Stored data
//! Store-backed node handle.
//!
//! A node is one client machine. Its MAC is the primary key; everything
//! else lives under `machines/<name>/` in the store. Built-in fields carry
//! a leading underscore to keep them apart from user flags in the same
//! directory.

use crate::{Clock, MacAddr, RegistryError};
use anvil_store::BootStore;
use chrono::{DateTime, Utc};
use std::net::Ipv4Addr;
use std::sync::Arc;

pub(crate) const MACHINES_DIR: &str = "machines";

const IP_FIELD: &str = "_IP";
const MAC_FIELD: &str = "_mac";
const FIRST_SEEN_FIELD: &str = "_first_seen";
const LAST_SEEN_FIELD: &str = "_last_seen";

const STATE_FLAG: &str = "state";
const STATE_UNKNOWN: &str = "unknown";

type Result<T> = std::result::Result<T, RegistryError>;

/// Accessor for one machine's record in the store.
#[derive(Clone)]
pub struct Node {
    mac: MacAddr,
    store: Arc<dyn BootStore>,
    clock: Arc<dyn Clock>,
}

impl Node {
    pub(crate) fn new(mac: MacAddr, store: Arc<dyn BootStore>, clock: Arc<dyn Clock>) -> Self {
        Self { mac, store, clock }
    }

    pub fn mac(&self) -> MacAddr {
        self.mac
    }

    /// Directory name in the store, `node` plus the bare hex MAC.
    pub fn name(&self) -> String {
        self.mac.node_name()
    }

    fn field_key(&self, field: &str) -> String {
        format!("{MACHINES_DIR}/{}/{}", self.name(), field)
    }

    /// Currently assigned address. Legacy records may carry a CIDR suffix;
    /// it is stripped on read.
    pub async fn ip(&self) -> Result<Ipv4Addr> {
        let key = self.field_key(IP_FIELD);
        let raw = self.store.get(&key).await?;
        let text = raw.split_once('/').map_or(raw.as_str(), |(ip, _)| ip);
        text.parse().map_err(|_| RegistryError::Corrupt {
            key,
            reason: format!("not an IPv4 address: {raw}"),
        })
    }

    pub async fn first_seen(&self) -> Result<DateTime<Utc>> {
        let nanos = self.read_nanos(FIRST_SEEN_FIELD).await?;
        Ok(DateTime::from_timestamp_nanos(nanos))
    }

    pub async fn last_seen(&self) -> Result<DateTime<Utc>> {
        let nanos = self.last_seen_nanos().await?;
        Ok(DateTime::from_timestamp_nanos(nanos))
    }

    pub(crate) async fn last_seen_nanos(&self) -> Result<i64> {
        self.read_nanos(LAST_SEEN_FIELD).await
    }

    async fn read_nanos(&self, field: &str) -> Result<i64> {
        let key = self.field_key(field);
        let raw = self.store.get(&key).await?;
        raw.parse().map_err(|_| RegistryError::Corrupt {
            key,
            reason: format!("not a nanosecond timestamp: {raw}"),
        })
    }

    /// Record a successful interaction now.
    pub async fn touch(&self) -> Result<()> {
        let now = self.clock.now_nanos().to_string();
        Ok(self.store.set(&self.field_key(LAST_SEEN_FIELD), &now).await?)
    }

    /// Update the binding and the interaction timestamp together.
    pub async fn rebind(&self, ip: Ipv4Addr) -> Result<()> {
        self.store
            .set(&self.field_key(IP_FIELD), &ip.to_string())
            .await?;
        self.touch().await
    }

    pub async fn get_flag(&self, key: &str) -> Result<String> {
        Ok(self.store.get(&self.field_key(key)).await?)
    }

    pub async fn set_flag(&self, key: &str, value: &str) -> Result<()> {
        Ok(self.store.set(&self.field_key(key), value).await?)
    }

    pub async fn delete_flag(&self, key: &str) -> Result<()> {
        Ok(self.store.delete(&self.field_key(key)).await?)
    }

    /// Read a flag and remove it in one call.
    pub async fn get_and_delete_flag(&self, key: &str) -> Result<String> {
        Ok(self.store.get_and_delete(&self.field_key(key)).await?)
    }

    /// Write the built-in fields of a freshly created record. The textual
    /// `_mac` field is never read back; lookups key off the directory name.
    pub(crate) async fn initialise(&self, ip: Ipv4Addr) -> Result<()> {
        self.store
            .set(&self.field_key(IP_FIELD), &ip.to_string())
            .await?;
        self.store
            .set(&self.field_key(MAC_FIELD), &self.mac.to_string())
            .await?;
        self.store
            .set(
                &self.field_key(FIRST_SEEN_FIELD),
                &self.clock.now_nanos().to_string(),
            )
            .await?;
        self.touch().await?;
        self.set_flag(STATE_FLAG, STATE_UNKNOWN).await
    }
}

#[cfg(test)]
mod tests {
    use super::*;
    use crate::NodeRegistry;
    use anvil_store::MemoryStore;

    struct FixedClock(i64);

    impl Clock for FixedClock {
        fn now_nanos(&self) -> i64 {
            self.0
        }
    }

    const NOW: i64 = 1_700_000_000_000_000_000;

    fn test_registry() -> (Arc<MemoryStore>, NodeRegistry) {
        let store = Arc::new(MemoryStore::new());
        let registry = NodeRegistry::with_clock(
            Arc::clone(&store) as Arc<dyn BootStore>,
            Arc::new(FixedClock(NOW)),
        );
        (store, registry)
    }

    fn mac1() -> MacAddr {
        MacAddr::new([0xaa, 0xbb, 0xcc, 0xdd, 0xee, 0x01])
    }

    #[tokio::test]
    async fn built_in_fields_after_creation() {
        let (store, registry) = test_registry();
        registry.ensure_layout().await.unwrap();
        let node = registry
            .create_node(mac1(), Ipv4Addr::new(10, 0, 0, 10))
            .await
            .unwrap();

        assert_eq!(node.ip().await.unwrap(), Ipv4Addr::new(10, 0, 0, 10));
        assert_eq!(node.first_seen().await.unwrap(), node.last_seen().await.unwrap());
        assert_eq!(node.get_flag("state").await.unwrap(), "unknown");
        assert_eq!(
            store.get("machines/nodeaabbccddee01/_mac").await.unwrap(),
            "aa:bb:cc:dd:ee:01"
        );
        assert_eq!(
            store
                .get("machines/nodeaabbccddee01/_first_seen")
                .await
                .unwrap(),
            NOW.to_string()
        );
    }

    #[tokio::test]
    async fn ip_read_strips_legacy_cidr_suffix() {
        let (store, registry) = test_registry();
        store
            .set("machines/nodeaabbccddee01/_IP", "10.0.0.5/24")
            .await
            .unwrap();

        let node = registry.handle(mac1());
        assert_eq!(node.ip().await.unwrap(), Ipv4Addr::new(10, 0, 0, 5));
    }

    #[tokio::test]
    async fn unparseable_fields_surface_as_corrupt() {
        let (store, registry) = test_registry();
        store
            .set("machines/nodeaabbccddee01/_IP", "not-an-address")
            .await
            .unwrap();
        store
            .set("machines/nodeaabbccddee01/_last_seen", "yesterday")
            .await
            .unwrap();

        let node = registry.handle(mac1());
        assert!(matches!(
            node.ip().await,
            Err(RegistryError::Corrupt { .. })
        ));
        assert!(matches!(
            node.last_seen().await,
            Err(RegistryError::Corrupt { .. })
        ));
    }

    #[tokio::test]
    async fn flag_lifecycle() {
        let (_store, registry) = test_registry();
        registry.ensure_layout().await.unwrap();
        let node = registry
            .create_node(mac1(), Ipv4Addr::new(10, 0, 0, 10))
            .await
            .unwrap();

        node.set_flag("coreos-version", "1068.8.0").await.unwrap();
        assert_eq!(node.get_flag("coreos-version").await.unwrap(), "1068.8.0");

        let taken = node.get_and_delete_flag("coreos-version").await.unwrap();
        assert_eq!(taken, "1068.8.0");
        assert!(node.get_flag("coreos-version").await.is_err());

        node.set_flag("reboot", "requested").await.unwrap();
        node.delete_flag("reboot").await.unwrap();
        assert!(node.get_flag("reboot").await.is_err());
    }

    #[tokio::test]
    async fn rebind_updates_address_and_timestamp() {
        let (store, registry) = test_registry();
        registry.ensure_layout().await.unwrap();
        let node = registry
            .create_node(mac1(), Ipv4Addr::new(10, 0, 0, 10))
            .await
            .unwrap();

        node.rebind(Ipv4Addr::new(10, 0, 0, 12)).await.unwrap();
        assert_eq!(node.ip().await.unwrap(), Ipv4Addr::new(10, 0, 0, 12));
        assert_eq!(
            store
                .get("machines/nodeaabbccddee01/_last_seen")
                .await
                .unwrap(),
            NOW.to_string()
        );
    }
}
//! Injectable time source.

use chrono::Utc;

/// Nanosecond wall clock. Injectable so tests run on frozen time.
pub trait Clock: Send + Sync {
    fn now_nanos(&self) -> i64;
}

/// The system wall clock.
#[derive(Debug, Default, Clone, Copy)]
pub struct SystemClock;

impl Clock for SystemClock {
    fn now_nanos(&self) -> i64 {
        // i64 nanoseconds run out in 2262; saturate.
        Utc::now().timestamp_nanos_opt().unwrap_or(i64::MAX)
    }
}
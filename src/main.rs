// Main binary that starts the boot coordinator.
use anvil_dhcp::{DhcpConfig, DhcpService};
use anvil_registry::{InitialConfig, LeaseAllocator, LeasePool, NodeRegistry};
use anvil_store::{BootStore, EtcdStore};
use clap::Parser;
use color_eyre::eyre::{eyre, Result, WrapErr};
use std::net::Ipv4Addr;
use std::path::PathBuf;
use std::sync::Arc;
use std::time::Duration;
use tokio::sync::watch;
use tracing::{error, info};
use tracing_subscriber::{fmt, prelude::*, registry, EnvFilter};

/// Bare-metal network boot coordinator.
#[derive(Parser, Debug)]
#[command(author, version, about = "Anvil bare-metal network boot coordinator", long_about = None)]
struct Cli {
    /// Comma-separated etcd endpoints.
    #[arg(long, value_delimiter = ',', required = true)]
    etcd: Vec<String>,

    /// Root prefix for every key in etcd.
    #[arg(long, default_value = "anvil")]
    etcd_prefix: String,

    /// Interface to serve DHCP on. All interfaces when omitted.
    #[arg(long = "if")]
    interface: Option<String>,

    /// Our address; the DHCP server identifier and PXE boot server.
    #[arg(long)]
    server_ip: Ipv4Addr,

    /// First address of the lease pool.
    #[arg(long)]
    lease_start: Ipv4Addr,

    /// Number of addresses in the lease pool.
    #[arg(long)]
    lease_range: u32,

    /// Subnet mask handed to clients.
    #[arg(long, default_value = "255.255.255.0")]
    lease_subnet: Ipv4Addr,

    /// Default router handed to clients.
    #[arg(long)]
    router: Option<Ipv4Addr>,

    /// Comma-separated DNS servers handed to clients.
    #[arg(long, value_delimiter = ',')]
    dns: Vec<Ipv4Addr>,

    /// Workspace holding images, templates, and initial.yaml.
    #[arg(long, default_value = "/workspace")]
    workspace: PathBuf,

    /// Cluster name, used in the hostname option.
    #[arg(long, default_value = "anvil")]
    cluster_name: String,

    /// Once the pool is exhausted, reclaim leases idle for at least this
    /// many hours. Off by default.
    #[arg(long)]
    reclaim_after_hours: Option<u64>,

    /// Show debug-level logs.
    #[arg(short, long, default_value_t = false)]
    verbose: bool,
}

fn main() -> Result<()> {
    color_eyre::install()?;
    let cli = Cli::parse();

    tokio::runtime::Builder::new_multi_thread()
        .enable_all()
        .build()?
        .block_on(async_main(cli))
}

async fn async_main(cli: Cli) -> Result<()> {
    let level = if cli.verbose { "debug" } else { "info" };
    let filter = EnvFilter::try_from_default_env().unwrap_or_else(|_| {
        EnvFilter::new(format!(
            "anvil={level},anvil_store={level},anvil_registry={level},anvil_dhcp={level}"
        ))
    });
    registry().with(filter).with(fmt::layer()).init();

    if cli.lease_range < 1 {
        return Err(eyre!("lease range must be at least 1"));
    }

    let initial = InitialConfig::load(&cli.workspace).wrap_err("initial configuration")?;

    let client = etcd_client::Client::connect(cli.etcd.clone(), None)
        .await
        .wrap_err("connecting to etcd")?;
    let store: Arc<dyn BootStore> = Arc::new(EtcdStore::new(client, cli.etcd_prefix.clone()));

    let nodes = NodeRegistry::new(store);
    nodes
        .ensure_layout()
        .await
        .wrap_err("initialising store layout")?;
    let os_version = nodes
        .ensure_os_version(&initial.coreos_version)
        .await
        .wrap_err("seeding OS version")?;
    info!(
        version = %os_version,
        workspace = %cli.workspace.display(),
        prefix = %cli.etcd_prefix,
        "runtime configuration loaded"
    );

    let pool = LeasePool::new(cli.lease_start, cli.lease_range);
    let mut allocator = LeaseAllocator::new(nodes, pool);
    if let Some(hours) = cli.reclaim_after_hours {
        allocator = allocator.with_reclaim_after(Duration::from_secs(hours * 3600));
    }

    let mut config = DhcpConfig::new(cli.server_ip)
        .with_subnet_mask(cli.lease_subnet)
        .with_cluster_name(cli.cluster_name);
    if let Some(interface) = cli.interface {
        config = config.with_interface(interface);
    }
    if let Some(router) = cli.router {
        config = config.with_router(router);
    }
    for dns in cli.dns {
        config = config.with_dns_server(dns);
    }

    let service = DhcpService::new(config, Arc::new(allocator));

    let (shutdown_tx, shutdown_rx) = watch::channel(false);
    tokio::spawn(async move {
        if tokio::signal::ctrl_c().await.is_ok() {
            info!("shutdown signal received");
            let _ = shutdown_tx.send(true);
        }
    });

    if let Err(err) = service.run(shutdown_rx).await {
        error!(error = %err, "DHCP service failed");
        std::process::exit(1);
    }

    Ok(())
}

==

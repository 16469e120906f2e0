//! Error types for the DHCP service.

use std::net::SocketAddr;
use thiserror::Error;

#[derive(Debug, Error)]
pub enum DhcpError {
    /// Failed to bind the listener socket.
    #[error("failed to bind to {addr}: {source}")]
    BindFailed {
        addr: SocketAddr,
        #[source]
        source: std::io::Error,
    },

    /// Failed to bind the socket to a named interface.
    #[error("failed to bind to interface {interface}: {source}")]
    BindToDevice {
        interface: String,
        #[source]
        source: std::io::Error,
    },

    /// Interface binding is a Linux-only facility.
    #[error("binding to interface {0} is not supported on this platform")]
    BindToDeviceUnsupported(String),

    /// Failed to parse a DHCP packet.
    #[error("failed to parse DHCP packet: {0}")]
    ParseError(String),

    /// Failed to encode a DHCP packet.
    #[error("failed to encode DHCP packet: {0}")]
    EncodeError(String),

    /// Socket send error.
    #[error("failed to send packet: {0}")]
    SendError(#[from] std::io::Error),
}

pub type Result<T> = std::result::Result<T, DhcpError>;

→ To do: Every line above from the line with "Store-backed node handle." to the line with "const IP_FIELD: &str", both included, must be reproduced exactly, and no other line may appear.

→ Written reply:
//! Store-backed node handle.
//!
//! A node is one client machine. Its MAC is the primary key; everything
//! else lives under `machines/<name>/` in the store. Built-in fields carry
//! a leading underscore to keep them apart from user flags in the same
//! directory.

use crate::{Clock, MacAddr, RegistryError};
use anvil_store::BootStore;
use chrono::{DateTime, Utc};
use std::net::Ipv4Addr;
use std::sync::Arc;

pub(crate) const MACHINES_DIR: &str = "machines";

const IP_FIELD: &str = "_IP";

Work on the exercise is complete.